“Lord Howe Island is already experiencing the effects of climate change.”
Like the rest of the world. Lord Howe Island is already experiencing the effects of Climate Change. The island is seeing a decline in annual rainfall, from the records that began in 1882. The summer temperatures are getting higher, with daytime maximums over 28°C not uncommon now. These changes are impacting ecosystems on the island.
Impact on forests
At particular risk is the Gnarled Mossy Cloud Forest. This forest is a globally unique ecosystem as it is found only on the two peaks of Lord Howe Island, at altitudes of over 750m. This unique ecosystem is directly threatened by Climate Change as the average temperature rises and rainfall and cloud cover become more variable.
Temperatures have risen over the past century, and are expected to continue to increase in the future. Plants growing in the Cloud Forest on Mount Gower summit are particularly vulnerable to rising temperatures because they cannot move to a higher, cooler altitude to adjust to warming temperatures.
There has also been a decline in annual rainfall over the past 100 years on Lord Howe Island. Lord Howe experienced its lowest annual rainfall in 2018 (984.6 mm), according to data collected by the Bureau of Meteorology (BOM).
Lord Howe also had its driest December on record in 2018, with just 8.2 mm of rainfall, and its driest January on record in 2019, with only 1 mm of rainfall during the month, less than 1% of what the island would usually see at that time of year. Three hot dry summers 2017, 2018, 2019 have impacted the Gnarled Mossy Cloud Forest through canopy trees and epiphytes dying. Rainfall variability is projected to increase in the future.
Since 1945, there has been a long-term decline in the proportion of days with cloud cover around the mountain peaks on Lord Howe Island. The semi-permanent cloud layer is important in sustaining the Gnarled Mossy Cloud Forest, as it provides the moisture and humidity needed to keep the unique plant communities alive. This is particularly vital during periods of low rainfall.
Cloud loss also increases the direct solar radiation exposure which heats and dries out the canopy, threatening the existence of this unique forest. As air temperatures continue to rise with climate change, scientists anticipate this will increase the altitude at which clouds form over tropical mountains, adding further pressure to the ecosystem.

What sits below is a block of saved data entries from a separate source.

use crate::{
    schema::{AttributeSet, Row, Value},
    Tuple,
};
use std::ops::Deref;

/// Is a wrapper around a vector of tuples. As an invariant, the content of `Tuples`
/// is sorted and free of duplicates.
#[derive(Clone, PartialEq, Eq, Debug)]
pub struct Tuples<T: Tuple> {
    items: Vec<T>,
}

impl<T: Tuple, I: IntoIterator<Item = T>> From<I> for Tuples<T> {
    fn from(iterator: I) -> Self {
        let mut items: Vec<T> = iterator.into_iter().collect();
        items.sort_unstable();
        items.dedup();
        Tuples { items }
    }
}

impl<T: Tuple> Tuples<T> {
    /// Returns an immutable reference to the tuples of the receiver.
    pub fn items(&self) -> &[T] {
        &self.items
    }

    /// Consumes the receiver and returns the underlying (sorted) vector of tuples.
    #[inline(always)]
    pub fn into_tuples(self) -> Vec<T> {
        self.items
    }
}

impl<T: Tuple> Deref for Tuples<T> {
    type Target = Vec<T>;

    fn deref(&self) -> &Self::Target {
        &self.items
    }
}

/// Skips the prefix of `slice` for which `cmp` holds, probing at exponentially
/// growing distances before narrowing down.
fn gallop<T>(mut slice: &[T], mut cmp: impl FnMut(&T) -> bool) -> &[T] {
    if !slice.is_empty() && cmp(&slice[0]) {
        let mut step = 1;
        while step < slice.len() && cmp(&slice[step]) {
            slice = &slice[step..];
            step <<= 1;
        }

        step >>= 1;
        while step > 0 {
            if step < slice.len() && cmp(&slice[step]) {
                slice = &slice[step..];
            }
            step >>= 1;
        }

        slice = &slice[1..];
    }
    slice
}

/// Calls `result` on every pair of `left` and `right` entries that share a key.
/// Both inputs are sorted, hence sorted by key.
fn merge_join<K: Tuple, L: Tuple, R: Tuple>(
    left: &Tuples<(K, L)>,
    right: &Tuples<(K, R)>,
    mut result: impl FnMut(&L, &R),
) {
    let mut left = &left[..];
    let mut right = &right[..];

    while !left.is_empty() && !right.is_empty() {
        use std::cmp::Ordering;

        match left[0].0.cmp(&right[0].0) {
            Ordering::Less => left = gallop(left, |x| x.0 < right[0].0),
            Ordering::Equal => {
                let left_count = left.iter().take_while(|x| x.0 == left[0].0).count();
                let right_count = right.iter().take_while(|x| x.0 == right[0].0).count();

                for l in &left[..left_count] {
                    for r in &right[..right_count] {
                        result(&l.1, &r.1);
                    }
                }

                left = &left[left_count..];
                right = &right[right_count..];
            }
            Ordering::Greater => right = gallop(right, |x| x.0 < left[0].0),
        }
    }
}

/// Projects `rows` onto `attributes`, removing duplicates.
pub fn project(rows: &[Row], attributes: &AttributeSet) -> Tuples<Row> {
    rows.iter()
        .map(|row| {
            row.iter()
                .filter(|(a, _)| attributes.contains(*a))
                .map(|(a, v)| (a.clone(), v.clone()))
                .collect::<Row>()
        })
        .collect::<Vec<_>>()
        .into()
}

/// Returns the values of `row` on `attributes`, in attribute order.
fn key_of(row: &Row, attributes: &AttributeSet) -> Vec<Value> {
    attributes
        .iter()
        .filter_map(|a| row.get(a).cloned())
        .collect()
}

/// Computes the natural join of `left` and `right` on their common attributes.
pub fn natural_join(left: &Tuples<Row>, right: &Tuples<Row>) -> Tuples<Row> {
    let (first_left, first_right) = match (left.first(), right.first()) {
        (Some(l), Some(r)) => (l, r),
        _ => return Vec::new().into(),
    };
    let common: AttributeSet = first_left
        .keys()
        .filter(|a| first_right.contains_key(*a))
        .cloned()
        .collect();

    let keyed_left: Tuples<(Vec<Value>, Row)> = left
        .iter()
        .map(|row| (key_of(row, &common), row.clone()))
        .collect::<Vec<_>>()
        .into();
    let keyed_right: Tuples<(Vec<Value>, Row)> = right
        .iter()
        .map(|row| (key_of(row, &common), row.clone()))
        .collect::<Vec<_>>()
        .into();

    let mut result = Vec::new();
    merge_join(&keyed_left, &keyed_right, |l, r| {
        let mut row = l.clone();
        row.extend(r.iter().map(|(a, v)| (a.clone(), v.clone())));
        result.push(row);
    });
    result.into()
}

/// Returns true if joining the projections of `rows` onto `components`
/// reproduces exactly the tuples of `rows`.
pub fn is_lossless(rows: &[Row], components: &[AttributeSet]) -> bool {
    let original: Tuples<Row> = rows.to_vec().into();
    let mut projections = components.iter().map(|c| project(rows, c));
    let joined = match projections.next() {
        Some(first) => projections.fold(first, |acc, p| natural_join(&acc, &p)),
        None => return original.is_empty(),
    };
    joined == original
}

#[cfg(test)]
mod tests {
    use super::*;
    use crate::schema::attributes;

    fn row(pairs: &[(&str, &str)]) -> Row {
        pairs
            .iter()
            .map(|(a, v)| ((*a).into(), (*v).to_string()))
            .collect()
    }

    #[test]
    fn test_tuples_from_list() {
        {
            let tuples = Tuples::<i32>::from(vec![]);
            assert_eq!(Vec::<i32>::new(), tuples.into_tuples());
        }
        {
            let tuples = Tuples::<i32>::from(vec![5, 4, 2, 1, 3]);
            assert_eq!(vec![1, 2, 3, 4, 5], tuples.into_tuples());
        }
        {
            let tuples = Tuples::<i32>::from(vec![3, 2, 2, 1, 3]);
            assert_eq!(vec![1, 2, 3], tuples.into_tuples());
        }
    }

    #[test]
    fn test_gallop() {
        let items = vec![1, 2, 3, 4, 5, 6, 7, 8, 9];
        assert_eq!(&[5, 6, 7, 8, 9], gallop(&items, |x| *x < 5));
        assert_eq!(&items[..], gallop(&items, |x| *x < 0));
        assert!(gallop(&items, |x| *x < 100).is_empty());
    }

    #[test]
    fn test_project() {
        let rows = vec![
            row(&[("a", "1"), ("b", "x")]),
            row(&[("a", "1"), ("b", "y")]),
            row(&[("a", "2"), ("b", "x")]),
        ];
        {
            let result = project(&rows, &attributes(vec!["a"]));
            assert_eq!(
                vec![row(&[("a", "1")]), row(&[("a", "2")])],
                result.into_tuples()
            );
        }
        {
            let result = project(&rows, &attributes(vec!["a", "b"]));
            assert_eq!(3, result.len());
        }
    }

    #[test]
    fn test_natural_join() {
        {
            let left: Tuples<Row> =
                vec![row(&[("a", "1"), ("b", "x")]), row(&[("a", "2"), ("b", "y")])].into();
            let right: Tuples<Row> = vec![
                row(&[("b", "x"), ("c", "p")]),
                row(&[("b", "x"), ("c", "q")]),
                row(&[("b", "z"), ("c", "r")]),
            ]
            .into();
            let result = natural_join(&left, &right);
            assert_eq!(
                vec![
                    row(&[("a", "1"), ("b", "x"), ("c", "p")]),
                    row(&[("a", "1"), ("b", "x"), ("c", "q")]),
                ],
                result.into_tuples()
            );
        }
        {
            let left: Tuples<Row> = vec![row(&[("a", "1")]), row(&[("a", "2")])].into();
            let right: Tuples<Row> = vec![row(&[("b", "x")]), row(&[("b", "y")])].into();
            assert_eq!(4, natural_join(&left, &right).len());
        }
        {
            let left: Tuples<Row> = vec![row(&[("a", "1")])].into();
            assert!(natural_join(&left, &Vec::new().into()).is_empty());
        }
    }

    #[test]
    fn test_is_lossless() {
        let rows = vec![
            row(&[("s", "s1"), ("p", "p1"), ("j", "j2")]),
            row(&[("s", "s1"), ("p", "p2"), ("j", "j1")]),
            row(&[("s", "s2"), ("p", "p1"), ("j", "j1")]),
            row(&[("s", "s1"), ("p", "p1"), ("j", "j1")]),
        ];
        {
            let components = vec![
                attributes(vec!["s", "p"]),
                attributes(vec!["p", "j"]),
                attributes(vec!["j", "s"]),
            ];
            assert!(is_lossless(&rows, &components));
        }
        {
            let components = vec![attributes(vec!["s", "p"]), attributes(vec!["p", "j"])];
            assert!(!is_lossless(&rows, &components));
        }
    }
}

Impact on marine ecosystems
The Tasman Sea is the ocean body that is showing the most warming of any ocean in the world. Off the east coast of Australia, the southward flowing East Australia Current is warming and pushing further south. This region is a global warming hotspot. Evidence from the Solitary Islands, Tasmania and New Zealand shows many fish species are moving south as water temperatures increase in the Tasman Sea.
In summer 2019 the island experienced its second coral bleaching event when warm water around the island reached 27°C in January and February. Areas within the Lagoon showed varying degrees of coral bleaching, from low at outer Lagoon areas to severe at Sylphs Hole.
Fortunately, ex tropical Oma moved south and produced strong southerly winds and increase in swell that pushed cooler water into the lagoon and around the Island giving the corals much needed reprieve; and the corals largely recovered from this bleaching event.
As the world’s most southern coral reef, the cold water corals are part of what make it so unique. However, scientists believe ocean warming and acidification will threaten cold water coral species more than their warm water counterparts.
A warming climate also drives more severe storm events, which threaten the island’s shorelines that are vulnerable to wave erosion and sea level rise. In recent years more severe erosion on Lagoon beaches is apparent, cutting back beach dunes.
Much of the island infrastructure such as the airstrip, air terminal, roads, jetty, some houses and accommodation are at a low elevation and at risk from rising sea levels.